• THE PROBLEM: Among the entries, how many lines hold the word "Serialize"? Respond with that number only.

• Collected data entries:
■ ■ ■ ■
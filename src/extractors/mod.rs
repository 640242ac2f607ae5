use serde::{Deserialize, Serialize};
use std::fmt;

pub mod youtube;

pub use youtube::extract_video_id;

/// Length of every YouTube video id
pub const VIDEO_ID_LEN: usize = 11;

/// An 11-character YouTube video id drawn from `[A-Za-z0-9_-]`.
#[derive(Debug, Clone, PartialEq, Eq, Hash, Serialize, Deserialize)]
#[serde(try_from = "String", into = "String")]
pub struct VideoId(String);

impl VideoId {
    /// Validate a bare id. Returns `None` unless the input is exactly an id.
    pub fn parse(input: &str) -> Option<Self> {
        if is_video_id(input) {
            Some(Self(input.to_string()))
        } else {
            None
        }
    }

    pub fn as_str(&self) -> &str {
        &self.0
    }

    /// Canonical watch page URL for this video
    pub fn watch_url(&self) -> String {
        format!("https://www.youtube.com/watch?v={}", self.0)
    }
}

impl fmt::Display for VideoId {
    fn fmt(&self, f: &mut fmt::Formatter<'_>) -> fmt::Result {
        f.write_str(&self.0)
    }
}

impl AsRef<str> for VideoId {
    fn as_ref(&self) -> &str {
        &self.0
    }
}

impl TryFrom<String> for VideoId {
    type Error = String;

    fn try_from(value: String) -> Result<Self, Self::Error> {
        if is_video_id(&value) {
            Ok(Self(value))
        } else {
            Err(format!("not a YouTube video id: {}", value))
        }
    }
}

impl From<VideoId> for String {
    fn from(id: VideoId) -> Self {
        id.0
    }
}

pub(crate) fn is_video_id_char(c: char) -> bool {
    c.is_ascii_alphanumeric() || c == '_' || c == '-'
}

fn is_video_id(input: &str) -> bool {
    input.len() == VIDEO_ID_LEN && input.chars().all(is_video_id_char)
}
■ ■ ■ ■
• COMPLETED EXERCISE: 2